● EXERCISE: Your answer should be the records below, written out exactly.
______
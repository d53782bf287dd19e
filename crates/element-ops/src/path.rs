use std::f64::consts::TAU;

use element_types::{Guide, Point3d, Tolerance, Vec3};

use crate::errors::ElementError;

/// An ordered polyline of at least two waypoints.
///
/// Consecutive waypoints define the straight segments ("flights" for a
/// stair). Duplicate waypoints are kept; consumers deal with zero-length
/// segments themselves.
#[derive(Debug, Clone, PartialEq)]
pub struct Path {
    points: Vec<Point3d>,
}

impl Path {
    /// Normalize a host guide into a polyline path.
    ///
    /// Fails with `InvalidGuide` when the guide is not a curve (or carries
    /// non-finite coordinates), and with `NonPolylineGuide` when the curve has
    /// no straight-segment representation or fewer than two points.
    pub fn from_guide(guide: &Guide) -> Result<Self, ElementError> {
        let points = match guide {
            Guide::Polyline { points } => points.clone(),
            Guide::Line { start, end } => vec![*start, *end],
            Guide::Nurbs {
                degree: 1,
                control_points,
            } => control_points.clone(),
            Guide::Nurbs { degree, .. } => {
                return Err(ElementError::NonPolylineGuide {
                    reason: format!("degree {degree} NURBS curve"),
                })
            }
            Guide::Arc { .. } => {
                return Err(ElementError::NonPolylineGuide {
                    reason: "arc has no straight segments".to_string(),
                })
            }
            Guide::Point { .. } => {
                return Err(ElementError::InvalidGuide {
                    reason: "a point is not a curve".to_string(),
                })
            }
        };
        Self::from_points(points)
    }

    pub fn from_points(points: Vec<Point3d>) -> Result<Self, ElementError> {
        if points.iter().any(|p| !p.is_finite()) {
            return Err(ElementError::InvalidGuide {
                reason: "non-finite coordinate".to_string(),
            });
        }
        if points.len() < 2 {
            return Err(ElementError::NonPolylineGuide {
                reason: format!("{} point(s), need at least 2", points.len()),
            });
        }
        Ok(Self { points })
    }

    pub fn points(&self) -> &[Point3d] {
        &self.points
    }

    /// Segments as `(start, end)` pairs, in path order.
    pub fn flights(&self) -> impl ExactSizeIterator<Item = (Point3d, Point3d)> + '_ {
        self.points.windows(2).map(|w| (w[0], w[1]))
    }

    pub fn flight_count(&self) -> usize {
        self.points.len() - 1
    }

    pub fn length(&self) -> f64 {
        self.flights().map(|(a, b)| a.distance_to(&b)).sum()
    }

    /// True when the last waypoint returns to the first one.
    pub fn is_closed(&self, tol: &Tolerance) -> bool {
        let (first, last) = (self.points[0], self.points[self.points.len() - 1]);
        self.points.len() >= 4 && tol.is_zero_length(first.distance_to(&last))
    }

    /// Waypoints of a closed path without the repeated closing point.
    pub fn ring(&self, tol: &Tolerance) -> &[Point3d] {
        if self.is_closed(tol) {
            &self.points[..self.points.len() - 1]
        } else {
            &self.points
        }
    }

    /// Point at fraction `t` of the total arc length. `t` is clamped to `[0, 1]`.
    pub fn point_at_normalized_length(&self, t: f64) -> Point3d {
        self.locate(t).0
    }

    /// Point at fraction `t` of the total arc length together with the index
    /// of the segment it lies on. Zero-length segments are never reported
    /// unless the whole path has zero length.
    pub fn locate(&self, t: f64) -> (Point3d, usize) {
        let total = self.length();
        if total <= 0.0 {
            return (self.points[0], 0);
        }
        let mut remaining = t.clamp(0.0, 1.0) * total;
        for (i, (a, b)) in self.flights().enumerate() {
            let len = a.distance_to(&b);
            if remaining <= len && len > 0.0 {
                return (a.lerp(&b, remaining / len), i);
            }
            remaining -= len;
        }
        let last = self
            .points
            .windows(2)
            .rposition(|w| w[0].distance_to(&w[1]) > 0.0)
            .unwrap_or(0);
        (self.points[self.points.len() - 1], last)
    }
}

/// A guide that can be sampled by arc length: a polyline or a horizontal arc.
#[derive(Debug, Clone, PartialEq)]
pub enum GuideCurve {
    Polyline(Path),
    Arc {
        center: Point3d,
        radius: f64,
        start_angle: f64,
        end_angle: f64,
    },
}

impl GuideCurve {
    pub fn from_guide(guide: &Guide) -> Result<Self, ElementError> {
        match guide {
            Guide::Arc {
                center,
                radius,
                start_angle,
                end_angle,
            } => {
                let finite = center.is_finite()
                    && radius.is_finite()
                    && start_angle.is_finite()
                    && end_angle.is_finite();
                if !finite || *radius <= 0.0 {
                    return Err(ElementError::InvalidGuide {
                        reason: format!("arc with radius {radius} is not a valid curve"),
                    });
                }
                if start_angle == end_angle {
                    return Err(ElementError::InvalidGuide {
                        reason: format!("arc starts and ends at angle {start_angle}"),
                    });
                }
                Ok(GuideCurve::Arc {
                    center: *center,
                    radius: *radius,
                    start_angle: *start_angle,
                    end_angle: *end_angle,
                })
            }
            other => Path::from_guide(other).map(GuideCurve::Polyline),
        }
    }

    pub fn length(&self) -> f64 {
        match self {
            GuideCurve::Polyline(path) => path.length(),
            GuideCurve::Arc {
                radius,
                start_angle,
                end_angle,
                ..
            } => radius * sweep(*start_angle, *end_angle),
        }
    }

    /// Point at fraction `t` of the arc length. `t` is clamped to `[0, 1]`.
    pub fn point_at_normalized_length(&self, t: f64) -> Point3d {
        match self {
            GuideCurve::Polyline(path) => path.point_at_normalized_length(t),
            GuideCurve::Arc {
                center,
                radius,
                start_angle,
                end_angle,
            } => {
                let angle = start_angle + t.clamp(0.0, 1.0) * sweep(*start_angle, *end_angle);
                *center + Vec3::new(angle.cos(), angle.sin(), 0.0) * *radius
            }
        }
    }
}

/// Counter-clockwise sweep from `start` to `end`, in `(0, 2π]`. Distinct
/// angles a whole number of turns apart sweep a full circle.
fn sweep(start: f64, end: f64) -> f64 {
    let s = (end - start).rem_euclid(TAU);
    if s == 0.0 {
        TAU
    } else {
        s
    }
}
______
● RESULT OF THIS EXERCISE:
repository d53782bf287dd19e
filename crates/element-ops/src/path.rs
use std::f64::consts::TAU;

use element_types::{Guide, Point3d, Tolerance, Vec3};

use crate::errors::ElementError;

/// An ordered polyline of at least two waypoints.
///
/// Consecutive waypoints define the straight segments ("flights" for a
/// stair). Duplicate waypoints are kept; consumers deal with zero-length
/// segments themselves.
#[derive(Debug, Clone, PartialEq)]
pub struct Path {
    points: Vec<Point3d>,
}

impl Path {
    /// Normalize a host guide into a polyline path.
    ///
    /// Fails with `InvalidGuide` when the guide is not a curve (or carries
    /// non-finite coordinates), and with `NonPolylineGuide` when the curve has
    /// no straight-segment representation or fewer than two points.
    pub fn from_guide(guide: &Guide) -> Result<Self, ElementError> {
        let points = match guide {
            Guide::Polyline { points } => points.clone(),
            Guide::Line { start, end } => vec![*start, *end],
            Guide::Nurbs {
                degree: 1,
                control_points,
            } => control_points.clone(),
            Guide::Nurbs { degree, .. } => {
                return Err(ElementError::NonPolylineGuide {
                    reason: format!("degree {degree} NURBS curve"),
                })
            }
            Guide::Arc { .. } => {
                return Err(ElementError::NonPolylineGuide {
                    reason: "arc has no straight segments".to_string(),
                })
            }
            Guide::Point { .. } => {
                return Err(ElementError::InvalidGuide {
                    reason: "a point is not a curve".to_string(),
                })
            }
        };
        Self::from_points(points)
    }

    pub fn from_points(points: Vec<Point3d>) -> Result<Self, ElementError> {
        if points.iter().any(|p| !p.is_finite()) {
            return Err(ElementError::InvalidGuide {
                reason: "non-finite coordinate".to_string(),
            });
        }
        if points.len() < 2 {
            return Err(ElementError::NonPolylineGuide {
                reason: format!("{} point(s), need at least 2", points.len()),
            });
        }
        Ok(Self { points })
    }

    pub fn points(&self) -> &[Point3d] {
        &self.points
    }

    /// Segments as `(start, end)` pairs, in path order.
    pub fn flights(&self) -> impl ExactSizeIterator<Item = (Point3d, Point3d)> + '_ {
        self.points.windows(2).map(|w| (w[0], w[1]))
    }

    pub fn flight_count(&self) -> usize {
        self.points.len() - 1
    }

    pub fn length(&self) -> f64 {
        self.flights().map(|(a, b)| a.distance_to(&b)).sum()
    }

    /// True when the last waypoint returns to the first one.
    pub fn is_closed(&self, tol: &Tolerance) -> bool {
        let (first, last) = (self.points[0], self.points[self.points.len() - 1]);
        self.points.len() >= 4 && tol.is_zero_length(first.distance_to(&last))
    }

    /// Waypoints of a closed path without the repeated closing point.
    pub fn ring(&self, tol: &Tolerance) -> &[Point3d] {
        if self.is_closed(tol) {
            &self.points[..self.points.len() - 1]
        } else {
            &self.points
        }
    }

    /// Point at fraction `t` of the total arc length. `t` is clamped to `[0, 1]`.
    pub fn point_at_normalized_length(&self, t: f64) -> Point3d {
        self.locate(t).0
    }

    /// Point at fraction `t` of the total arc length together with the index
    /// of the segment it lies on. Zero-length segments are never reported
    /// unless the whole path has zero length.
    pub fn locate(&self, t: f64) -> (Point3d, usize) {
        let total = self.length();
        if total <= 0.0 {
            return (self.points[0], 0);
        }
        let mut remaining = t.clamp(0.0, 1.0) * total;
        for (i, (a, b)) in self.flights().enumerate() {
            let len = a.distance_to(&b);
            if remaining <= len && len > 0.0 {
                return (a.lerp(&b, remaining / len), i);
            }
            remaining -= len;
        }
        let last = self
            .points
            .windows(2)
            .rposition(|w| w[0].distance_to(&w[1]) > 0.0)
            .unwrap_or(0);
        (self.points[self.points.len() - 1], last)
    }
}

/// A guide that can be sampled by arc length: a polyline or a horizontal arc.
#[derive(Debug, Clone, PartialEq)]
pub enum GuideCurve {
    Polyline(Path),
    Arc {
        center: Point3d,
        radius: f64,
        start_angle: f64,
        end_angle: f64,
    },
}

impl GuideCurve {
    pub fn from_guide(guide: &Guide) -> Result<Self, ElementError> {
        match guide {
            Guide::Arc {
                center,
                radius,
                start_angle,
                end_angle,
            } => {
                let finite = center.is_finite()
                    && radius.is_finite()
                    && start_angle.is_finite()
                    && end_angle.is_finite();
                if !finite || *radius <= 0.0 {
                    return Err(ElementError::InvalidGuide {
                        reason: format!("arc with radius {radius} is not a valid curve"),
                    });
                }
                if start_angle == end_angle {
                    return Err(ElementError::InvalidGuide {
                        reason: format!("arc starts and ends at angle {start_angle}"),
                    });
                }
                Ok(GuideCurve::Arc {
                    center: *center,
                    radius: *radius,
                    start_angle: *start_angle,
                    end_angle: *end_angle,
                })
            }
            other => Path::from_guide(other).map(GuideCurve::Polyline),
        }
    }

    pub fn length(&self) -> f64 {
        match self {
            GuideCurve::Polyline(path) => path.length(),
            GuideCurve::Arc {
                radius,
                start_angle,
                end_angle,
                ..
            } => radius * sweep(*start_angle, *end_angle),
        }
    }

    /// Point at fraction `t` of the arc length. `t` is clamped to `[0, 1]`.
    pub fn point_at_normalized_length(&self, t: f64) -> Point3d {
        match self {
            GuideCurve::Polyline(path) => path.point_at_normalized_length(t),
            GuideCurve::Arc {
                center,
                radius,
                start_angle,
                end_angle,
            } => {
                let angle = start_angle + t.clamp(0.0, 1.0) * sweep(*start_angle, *end_angle);
                *center + Vec3::new(angle.cos(), angle.sin(), 0.0) * *radius
            }
        }
    }
}

/// Counter-clockwise sweep from `start` to `end`, in `(0, 2π]`. Distinct
/// angles a whole number of turns apart sweep a full circle.
fn sweep(start: f64, end: f64) -> f64 {
    let s = (end - start).rem_euclid(TAU);
    if s == 0.0 {
        TAU
    } else {
        s
    }
}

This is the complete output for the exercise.